Kaptain SDK

Tutorial for Kaptain SDK

NOTE: All tutorials in Jupyter Notebook format are available for download. You can either download them to a local computer and upload to the running Jupyter Notebook or run curl -L https://downloads.mesosphere.io/kudo-kubeflow/d2iq-tutorials-1.2.0-1.0.0.tar.gz | tar xz from a Jupyter Notebook Terminal running in your Kaptain installation.

NOTE: Please note that these notebook tutorials have been built for and tested on D2iQ's Kaptain. Without the requisite Kubernetes operators and custom Docker images, these notebook will likely not work.

This notebook is for TensorFlow 2 only. TensorFlow 1 does not support data auto-sharding.

Kaptain SDK: Training, Tuning, and Deploying


To perform distributed training on a cluster’s resources, conduct experiments with multiple parallel trials to obtain the best hyperparameters, and deploying a trained or tuned model typically requires additional steps, such as building a Docker image and providing framework-specific specifications for Kubernetes. This places the burden on each data scientist to learn all the details of all the components.

Instead of doing all the work, using the Kaptain SDK, you can train, tune, and deploy from within a notebook without having to worry about framework specifics, Kubeflow-native SDKs, or even think about Kubernetes

What You Will Learn

The Kaptain SDK provides a data science-friendly user experience from within a notebook that hides all the specifics, and focuses on the model as the main abstraction. A model can be trained, tuned, deployed, and tracked.

The example is based on TensorFlow, but it works equally for PyTorch. The original model code can be found in the tutorials MNIST with TensorFlow and MNIST with PyTorch.

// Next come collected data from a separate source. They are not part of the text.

//! Canonical and alternate (hreflang) URL construction.
//!
//! The rule mirrors the routing policy: the default locale lives at the clean
//! root (`https://site/projects`), every other locale carries its code as the
//! first segment (`https://site/ar/projects`). `x-default` always points at
//! the default locale's URL.

use std::sync::Arc;

use serde::Serialize;
use thiserror::Error;
use url::Url;

use crate::config::schema::LocaleConfig;
use crate::locale::registry::LocaleRegistry;
use crate::routing::path::RequestPath;

/// hreflang value for the locale-neutral fallback link.
pub const X_DEFAULT: &str = "x-default";

#[derive(Debug, Clone, PartialEq, Eq, Serialize)]
pub struct AlternateLink {
    pub hreflang: String,
    pub href: String,
}

/// Canonical URL plus one alternate per locale and `x-default`.
#[derive(Debug, Clone, PartialEq, Eq, Serialize)]
pub struct PageUrls {
    pub canonical: String,
    pub alternates: Vec<AlternateLink>,
}

impl PageUrls {
    pub fn x_default(&self) -> Option<&AlternateLink> {
        self.alternates.iter().find(|link| link.hreflang == X_DEFAULT)
    }
}

/// Visible path of the same content in another locale (language switcher).
#[derive(Debug, Clone, PartialEq, Eq, Serialize)]
pub struct LocaleLink {
    pub code: String,
    pub native_name: String,
    pub path: String,
}

#[derive(Debug, Error)]
pub enum BaseUrlError {
    #[error(transparent)]
    Parse(#[from] url::ParseError),

    #[error("base URL '{0}' must not carry a query or fragment")]
    HasQueryOrFragment(String),

    #[error("base URL '{0}' must use http or https")]
    UnsupportedScheme(String),
}

#[derive(Debug, Clone)]
pub struct CanonicalUrlBuilder {
    base: String,
    /// Path component of the base without a trailing slash; empty at the root.
    base_path: String,
    registry: Arc<LocaleRegistry>,
}

impl CanonicalUrlBuilder {
    /// `base_url` must be an absolute http(s) URL without query or fragment;
    /// a trailing slash is ignored.
    pub fn new(base_url: &str, registry: Arc<LocaleRegistry>) -> Result<Self, BaseUrlError> {
        let parsed = Url::parse(base_url)?;
        if !matches!(parsed.scheme(), "http" | "https") {
            return Err(BaseUrlError::UnsupportedScheme(base_url.to_string()));
        }
        if parsed.query().is_some() || parsed.fragment().is_some() {
            return Err(BaseUrlError::HasQueryOrFragment(base_url.to_string()));
        }

        Ok(Self {
            base: parsed.as_str().trim_end_matches('/').to_string(),
            base_path: parsed.path().trim_end_matches('/').to_string(),
            registry,
        })
    }

    /// Same registry, different base (e.g. taken from forwarded headers).
    pub fn with_base(&self, base_url: &str) -> Result<Self, BaseUrlError> {
        Self::new(base_url, Arc::clone(&self.registry))
    }

    pub fn base_url(&self) -> &str {
        &self.base
    }

    pub fn registry(&self) -> &LocaleRegistry {
        &self.registry
    }

    /// Site-relative `path` as seen by clients, i.e. under the base path.
    /// `/projects` becomes `/portfolio/projects` for `https://host/portfolio`.
    pub fn public_path(&self, path: &str) -> String {
        match path {
            "" | "/" if !self.base_path.is_empty() => self.base_path.clone(),
            _ => format!("{}{}", self.base_path, path),
        }
    }

    /// Leading locale of `path`, if any, and the content path with every
    /// leading locale segment removed.
    pub fn split_locale(&self, path: &RequestPath) -> (Option<&LocaleConfig>, RequestPath) {
        let mut locale = None;
        let mut content = path.clone();
        while let Some(found) = content.first_segment().and_then(|code| self.registry.get(code)) {
            locale.get_or_insert(found);
            content = content.without_first_segment();
        }
        (locale, content)
    }

    /// Public path of `content_path` in `locale`. A locale prefix already on
    /// `content_path` is replaced, so the default locale always gets the
    /// clean form.
    pub fn locale_path(&self, content_path: &RequestPath, locale: &LocaleConfig) -> RequestPath {
        let (_, content) = self.split_locale(content_path);
        if self.registry.is_default(&locale.code) {
            content
        } else {
            content.with_prefix(&locale.code)
        }
    }

    /// Absolute URL of `content_path` in `locale`.
    pub fn url_for(&self, content_path: &RequestPath, locale: &LocaleConfig) -> String {
        format!("{}{}", self.base, self.locale_path(content_path, locale))
    }

    /// Absolute URL for a path relative to the site root (no locale logic).
    pub fn absolute(&self, path: &str) -> String {
        format!("{}{}", self.base, RequestPath::parse(path))
    }

    pub fn build(&self, content_path: &RequestPath, locale: &LocaleConfig) -> PageUrls {
        let mut alternates: Vec<AlternateLink> = self
            .registry
            .iter()
            .map(|alt| AlternateLink {
                hreflang: alt.code.clone(),
                href: self.url_for(content_path, alt),
            })
            .collect();
        alternates.push(AlternateLink {
            hreflang: X_DEFAULT.to_string(),
            href: self.url_for(content_path, self.registry.default_locale()),
        });

        PageUrls {
            canonical: self.url_for(content_path, locale),
            alternates,
        }
    }

    /// Links to the same content in every locale other than `current`.
    pub fn switch_links(&self, content_path: &RequestPath, current: &LocaleConfig) -> Vec<LocaleLink> {
        self.registry
            .iter()
            .filter(|locale| locale.code != current.code)
            .map(|locale| LocaleLink {
                code: locale.code.clone(),
                native_name: locale.native_name.clone(),
                path: self.locale_path(content_path, locale).to_string(),
            })
            .collect()
    }

    /// Recover the locale and content path from a URL this builder produced.
    ///
    /// Returns `None` for URLs outside the base.
    pub fn parse(&self, url: &str) -> Option<(&LocaleConfig, RequestPath)> {
        let rest = url.strip_prefix(&self.base)?;
        if !(rest.is_empty() || rest.starts_with('/')) {
            return None;
        }

        let (prefix, content) = self.split_locale(&RequestPath::parse(rest));
        Some((prefix.unwrap_or_else(|| self.registry.default_locale()), content))
    }
}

The SDK relies on MinIO, an open-source S3-compliant object storage tool, that is already included with your Kaptain installation.

What You Need

All you need is this notebook.


Before proceeding, check you are using the correct notebook image, that is, TensorFlow is available:

pip list | grep tensorflow
tensorflow                    2.4.0
tensorflow-datasets           4.1.0
tensorflow-estimator          2.4.0
tensorflow-metadata           0.26.0

Prepare the Training Code and Data Sets

The examples in this tutorial require a trainer code file mnist.py and a dataset to be present in the current folder. The code and datasets are already available in the other tutorials and can be reused here.

How to Create a Docker Credentials File and Kubernetes Secret

For the tutorial you will need getpass to provide a password interactively without it being immediately visible. It is a standard Python library, so there is no need to install it. A simple import will suffice.

WARNING: Please do not store passwords directly in notebooks. Ideally, credentials are stored safely inside secrets management solutions or provided with service accounts. Please check the section on how to manage secrets in the official Kaptain documentation for more details on how to set up Docker credentials that you can attach to a notebook server. This notebook should be used for demonstration purposes only!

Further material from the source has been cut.